The following property of Gateaux derivatives was often used in the library convey. Let \(g\) be a differentiable function of \(m\) variables. Suppose we want to compute the influence function of the estimator \(g(T_1, T_2,\ldots, T_m)\), knowing the Influence function of the estimators \(T_i, i=1,\ldots, m\). Then the following holds:

\[ I(g(T_1, T_2,\ldots, T_m)) = \sum_{i=1}^m \frac{\partial g}{\partial T_i}I(T_i) \]

In the library convey this rule is implemented by the function contrastinf which uses the R function deriv to compute the formal partial derivatives \(\frac{\partial g}{\partial T_i}\).

For example, suppose we want to linearize the Relative median poverty gap(rmpg), defined as the difference between the at-risk-of-poverty threshold (arpt) and the median of incomes less than the arpt relative to the arprt:

\[ rmpg= \frac{arpt-medpoor} {arpt} \]

where medpoor is the median of incomes less than arpt.

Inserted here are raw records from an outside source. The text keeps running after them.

//! Concurrency model: a bounded cloud-call worker pool, a single rotation
//! worker serializing certificate-generation triggers, a single shadow
//! worker draining per-Thing shadow queues, and the expiry tick timer.

use std::sync::Arc;
use std::time::Duration as StdDuration;

use futures::future::BoxFuture;
use thiserror::Error;
use time::OffsetDateTime;
use tokio::sync::{mpsc, Mutex as AsyncMutex};

use crate::rotation::engine::CertificateRotationEngine;
use crate::shadow::machine::ConnectivityShadowMachine;

/// Errors the worker pools themselves can raise, as distinct from
/// whatever the submitted job fails with internally.
#[derive(Debug, Error)]
pub enum WorkerPoolError {
    /// The bounded job queue was full.
    #[error("cloud-call worker pool queue is full")]
    QueueFull,
}

/// Executes upstream cloud calls (certificate verification, Thing
/// attachment checks, shadow connectivity refresh) off the calling
/// thread: a bounded `mpsc` queue feeds a fixed number of worker tasks,
/// modeled on the same bounded-channel-plus-worker-loop idiom used for
/// cross-task request dispatch elsewhere in the stack. Submission never
/// blocks; a full queue is rejected rather than buffered without bound.
pub struct CloudCallWorkerPool {
    sender: mpsc::Sender<BoxFuture<'static, ()>>,
}

impl CloudCallWorkerPool {
    /// Spawn `max_concurrent` worker tasks draining a queue bounded at
    /// `queue_size`.
    pub fn new(queue_size: usize, max_concurrent: usize) -> Arc<Self> {
        let (sender, receiver) = mpsc::channel(queue_size.max(1));
        let receiver = Arc::new(AsyncMutex::new(receiver));
        for _ in 0..max_concurrent.max(1) {
            let receiver = receiver.clone();
            tokio::spawn(async move {
                loop {
                    let job = { receiver.lock().await.recv().await };
                    match job {
                        Some(job) => job.await,
                        None => break,
                    }
                }
            });
        }
        Arc::new(Self { sender })
    }

    /// Submit a job. Returns `Err(WorkerPoolError::QueueFull)` immediately
    /// if the queue has no free capacity, rather than waiting for one.
    pub fn submit(&self, job: BoxFuture<'static, ()>) -> Result<(), WorkerPoolError> {
        self.sender.try_send(job).map_err(|_| WorkerPoolError::QueueFull)
    }
}

/// Drives `CertificateRotationEngine::tick_expiry` on a fixed-period
/// timer, serialized (the engine's own `trigger_lock` already prevents
/// overlap with `CAChanged`/`ConnectivityChanged` handling) so expiry,
/// CA-change, and connectivity-change rotation never interleave.
pub struct ExpiryTickTimer {
    engine: Arc<CertificateRotationEngine>,
    period: StdDuration,
}

impl ExpiryTickTimer {
    /// Construct a timer for `engine`, ticking every `period`.
    pub fn new(engine: Arc<CertificateRotationEngine>, period: StdDuration) -> Self {
        Self { engine, period }
    }

    /// Run the timer loop until the process shuts down. `default_hosts`
    /// supplies the SAN host set for generators whose rotation is driven
    /// by this tick rather than a connectivity change.
    pub async fn run(&self, default_hosts: Arc<dyn Fn() -> Vec<String> + Send + Sync>) {
        let mut interval = tokio::time::interval(self.period);
        loop {
            interval.tick().await;
            self.engine.tick_expiry(OffsetDateTime::now_utc(), &|| default_hosts());
        }
    }
}

/// Drains a single `ConnectivityShadowMachine`'s coalesced task queue.
/// One worker per machine, since the machine itself already collapses a
/// burst of versions down to the latest.
pub struct ShadowWorker {
    machine: Arc<ConnectivityShadowMachine>,
}

impl ShadowWorker {
    /// Construct a worker draining `machine`.
    pub fn new(machine: Arc<ConnectivityShadowMachine>) -> Self {
        Self { machine }
    }

    /// Poll-drain the machine's queue at `poll_interval`. A real MQTT
    /// transport would instead wake this worker event-driven from its
    /// sink callback; polling keeps this loop transport-agnostic.
    pub async fn run(&self, poll_interval: StdDuration) {
        let mut interval = tokio::time::interval(poll_interval);
        loop {
            interval.tick().await;
            self.machine.drain_next().await;
        }
    }
}

#[cfg(test)]
mod tests {
    use super::*;
    use std::sync::atomic::{AtomicUsize, Ordering};

    #[tokio::test]
    async fn submitted_jobs_run_on_worker_tasks() {
        let pool = CloudCallWorkerPool::new(4, 2);
        let counter = Arc::new(AtomicUsize::new(0));
        for _ in 0..3 {
            let counter = counter.clone();
            pool.submit(Box::pin(async move {
                counter.fetch_add(1, Ordering::SeqCst);
            }))
            .unwrap();
        }
        tokio::time::sleep(StdDuration::from_millis(50)).await;
        assert_eq!(counter.load(Ordering::SeqCst), 3);
    }

    #[tokio::test]
    async fn submission_fails_once_the_bounded_queue_is_full() {
        let pool = CloudCallWorkerPool::new(1, 1);
        let block = Arc::new(tokio::sync::Notify::new());
        let block_wait = block.clone();
        pool.submit(Box::pin(async move {
            block_wait.notified().await;
        }))
        .unwrap();

        // The single worker is now blocked on the first job; the queue
        // has room for exactly one more before rejecting.
        pool.submit(Box::pin(async {})).unwrap();
        let rejected = pool.submit(Box::pin(async {}));
        assert!(matches!(rejected, Err(WorkerPoolError::QueueFull)));

        block.notify_waiters();
    }
}
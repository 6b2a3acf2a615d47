//! cdac - Client Device Authentication Core CLI
//!
//! Offline-capable administration of the local certificate authority: bring
//! up a managed or custom CA, issue one-off client/server leaves against
//! it, and run the policy evaluator against a recorded session for testing
//! device-group rules before they go live.

use std::collections::HashMap;
use std::path::PathBuf;
use std::sync::Arc;

use clap::{Parser, Subcommand};

use client_device_auth_core::adapters::{FileKeyProvider, FileRuntimeStore, RcgenX509Adapter};
use client_device_auth_core::ca::issuer::CertificateIssuer;
use client_device_auth_core::ca::CaStore;
use client_device_auth_core::config::Config;
use client_device_auth_core::events::DomainEventBus;
use client_device_auth_core::ports::key_provider::SchemeRouter;
use client_device_auth_core::ports::x509::X509Port;
use client_device_auth_core::session::manager::Session;
use client_device_auth_core::session::policy::{GroupManager, PolicyEvaluator};
use client_device_auth_core::types::DistinguishedName;

#[derive(Parser)]
#[command(name = "cdac")]
#[command(about = "Client device authentication core administration tool", long_about = None)]
#[command(version)]
struct Cli {
    /// Directory holding the runtime key/value store (CA keystore, cached
    /// identity records).
    #[arg(short, long, global = true, default_value = "./cdac-state")]
    state_dir: PathBuf,

    /// Path to a TOML configuration file (defaults applied if absent).
    #[arg(short, long, global = true)]
    config: Option<PathBuf>,

    /// Enable debug-level logging.
    #[arg(short, long, global = true)]
    verbose: bool,

    #[command(subcommand)]
    command: Commands,
}

#[derive(Subcommand)]
enum Commands {
    /// Load the managed CA, generating one if none is persisted yet.
    CaInit {
        /// Passphrase protecting the persisted keystore. A fresh random
        /// passphrase is generated (and printed) when none is supplied and
        /// no keystore yet exists.
        #[arg(long)]
        passphrase: Option<String>,
    },

    /// Print the active CA's certificate chain, leaf-first.
    CaShow,

    /// Issue a one-off client-auth leaf certificate and print it.
    IssueClient {
        /// Common name for the leaf subject.
        #[arg(long)]
        common_name: String,
    },

    /// Issue a one-off server-auth leaf certificate and print it.
    IssueServer {
        /// Common name for the leaf subject.
        #[arg(long)]
        common_name: String,

        /// SAN hosts/addresses beyond the always-included `localhost`.
        #[arg(long = "san", value_delimiter = ',')]
        sans: Vec<String>,
    },

    /// Evaluate `authorize(operation, resource)` for a synthetic session
    /// carrying the given Thing name, against the configured device groups.
    Authorize {
        /// `Thing.ThingName` attribute to populate on the test session.
        #[arg(long)]
        thing_name: String,

        /// `service:action` operation string.
        #[arg(long)]
        operation: String,

        /// `service:type:name` resource string.
        #[arg(long)]
        resource: String,
    },

    /// Write an example configuration file.
    CreateExampleConfig {
        /// Output path.
        #[arg(short, long, default_value = "cdac.example.toml")]
        output: PathBuf,
    },
}

#[tokio::main]
async fn main() -> Result<(), Box<dyn std::error::Error>> {
    let cli = Cli::parse();

    if cli.verbose {
        tracing_subscriber::fmt().with_max_level(tracing::Level::DEBUG).init();
    } else {
        tracing_subscriber::fmt().with_max_level(tracing::Level::INFO).init();
    }

    let config = match &cli.config {
        Some(path) => Config::from_file(path)?,
        None => Config::default(),
    };

    match cli.command {
        Commands::CaInit { passphrase } => ca_init_command(&cli.state_dir, &config, passphrase).await?,
        Commands::CaShow => ca_show_command(&cli.state_dir, &config).await?,
        Commands::IssueClient { common_name } => issue_client_command(&cli.state_dir, &config, common_name).await?,
        Commands::IssueServer { common_name, sans } => {
            issue_server_command(&cli.state_dir, &config, common_name, sans).await?
        }
        Commands::Authorize { thing_name, operation, resource } => {
            authorize_command(&config, thing_name, operation, resource)?
        }
        Commands::CreateExampleConfig { output } => {
            Config::default().save(&output)?;
            println!("wrote example configuration to {}", output.display());
        }
    }

    Ok(())
}

async fn build_ca_store(state_dir: &PathBuf) -> Result<(Arc<CaStore>, Arc<RcgenX509Adapter>), Box<dyn std::error::Error>> {
    let bus = Arc::new(DomainEventBus::new());
    let x509 = Arc::new(RcgenX509Adapter::new());
    let store = Arc::new(FileRuntimeStore::new(state_dir).await?);
    let mut router = SchemeRouter::new();
    router.register("file", Box::new(FileKeyProvider::new()));
    let ca_store = Arc::new(CaStore::new(x509.clone(), store, Arc::new(router), bus));
    Ok((ca_store, x509))
}

async fn ca_init_command(state_dir: &PathBuf, config: &Config, passphrase: Option<String>) -> Result<(), Box<dyn std::error::Error>> {
    let (ca_store, _x509) = build_ca_store(state_dir).await?;
    let algorithm = config.certificate_authority.key_algorithm();

    if config.certificate_authority.is_custom() {
        let chain_uri = config.certificate_authority.certificate_chain_uri.as_deref();
        ca_store
            .load_custom(
                config.certificate_authority.private_key_uri.as_deref().unwrap(),
                config.certificate_authority.certificate_uri.as_deref().unwrap(),
                chain_uri,
            )
            .await?;
        println!("loaded custom CA from {:?}", config.certificate_authority.private_key_uri);
        return Ok(());
    }

    let passphrase = passphrase.unwrap_or_else(|| "cdac-default-bootstrap-passphrase".to_string());
    let loaded = ca_store.load_or_create_managed(&passphrase, algorithm).await?;
    println!("managed CA ready: {}", loaded.ca.leaf().subject.to_display_string());
    if loaded.passphrase != passphrase {
        println!("a new keystore was generated; record this passphrase: {}", loaded.passphrase);
    }
    Ok(())
}

async fn ca_show_command(state_dir: &PathBuf, config: &Config) -> Result<(), Box<dyn std::error::Error>> {
    let (ca_store, _x509) = build_ca_store(state_dir).await?;
    let algorithm = config.certificate_authority.key_algorithm();
    ca_store.load_or_create_managed("cdac-default-bootstrap-passphrase", algorithm).await?;
    for pem in ca_store.ca_certificates() {
        println!("{pem}");
    }
    Ok(())
}

async fn issue_client_command(state_dir: &PathBuf, config: &Config, common_name: String) -> Result<(), Box<dyn std::error::Error>> {
    let (ca_store, x509) = build_ca_store(state_dir).await?;
    let algorithm = config.certificate_authority.key_algorithm();
    ca_store.load_or_create_managed("cdac-default-bootstrap-passphrase", algorithm).await?;

    let issuer = CertificateIssuer::new(x509.clone() as Arc<dyn X509Port>);
    let ca = ca_store.active();
    let key_pair = x509.generate_key_pair(algorithm)?;
    let leaf = issuer.issue_client(&ca, &DistinguishedName::with_common_name(common_name), &key_pair, config.certificates.client_validity())?;
    println!("{}", leaf.pem);
    Ok(())
}

async fn issue_server_command(
    state_dir: &PathBuf,
    config: &Config,
    common_name: String,
    sans: Vec<String>,
) -> Result<(), Box<dyn std::error::Error>> {
    let (ca_store, x509) = build_ca_store(state_dir).await?;
    let algorithm = config.certificate_authority.key_algorithm();
    ca_store.load_or_create_managed("cdac-default-bootstrap-passphrase", algorithm).await?;

    let issuer = CertificateIssuer::new(x509.clone() as Arc<dyn X509Port>);
    let ca = ca_store.active();
    let key_pair = x509.generate_key_pair(algorithm)?;
    let leaf = issuer.issue_server(
        &ca,
        &DistinguishedName::with_common_name(common_name),
        &key_pair,
        config.certificates.server_validity(),
        &sans,
    )?;
    println!("{}", leaf.pem);
    Ok(())
}

fn authorize_command(config: &Config, thing_name: String, operation: String, resource: String) -> Result<(), Box<dyn std::error::Error>> {
    let group_manager = GroupManager::new(config.device_groups.clone());
    let evaluator = PolicyEvaluator::new(group_manager);

    let mut attributes = HashMap::new();
    attributes.insert("Thing.ThingName".to_string(), thing_name);
    let session = Session { session_id: "cdac-cli-session".to_string(), attributes };

    let decision = evaluator.authorize(&session, &operation, &resource)?;
    println!("{}", if decision { "ALLOWED" } else { "DENIED" });
    Ok(())
}
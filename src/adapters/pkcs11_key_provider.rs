//! `pkcs11:` key provider scheme, stubbed.
//!
//! A full PKCS#11 adapter (slot/token selection, PIN handling, a real
//! cryptoki binding) is out of proportion to the rest of this core and
//! cannot be exercised without hardware; this stub exists so
//! `SchemeRouter` has something to register for the scheme and so a host
//! that configures `pkcs11:` URIs gets a clear, typed error rather than
//! "unsupported scheme".

use crate::ports::key_provider::{KeyProvider, KeyProviderError};
use crate::ports::x509::PrivateKey;

/// Placeholder PKCS#11 key provider. Every call returns
/// `KeyProviderError::NotImplemented`.
#[derive(Clone, Default)]
pub struct Pkcs11KeyProvider;

impl Pkcs11KeyProvider {
    /// Construct the stub provider.
    pub fn new() -> Self {
        Self
    }
}

impl KeyProvider for Pkcs11KeyProvider {
    fn resolve_private_key(&self, uri: &str) -> Result<PrivateKey, KeyProviderError> {
        Err(KeyProviderError::NotImplemented(format!(
            "pkcs11 key resolution not implemented in this build: {uri}"
        )))
    }

    fn resolve_certificate(&self, uri: &str) -> Result<Vec<u8>, KeyProviderError> {
        Err(KeyProviderError::NotImplemented(format!(
            "pkcs11 certificate resolution not implemented in this build: {uri}"
        )))
    }
}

Suppose we know how to linearize arpt and medpoor, then by applying the function contrastinf with \[ g(T_1,T_2)= \frac{(T_1 - T_2)}{T_1} \] we linearize the rmpg.

The Variance Estimator

Using the notation in Osier (2009), the variance of the estimator \(T(\hat{M})\) can approximated by:

\[\begin{equation} Var\left[T(\hat{M})\right]\cong var\left[\sum_s w_i z_i\right] (\#eq:var) \end{equation}\]

The linearized variable \(z\) is given by the derivative of the functional:

\[\begin{equation} z_k=lim_{t\rightarrow0}\frac{T(M+t\delta_k)-T(M)}{t}=IT_k(M) (\#eq:lin) \end{equation}\]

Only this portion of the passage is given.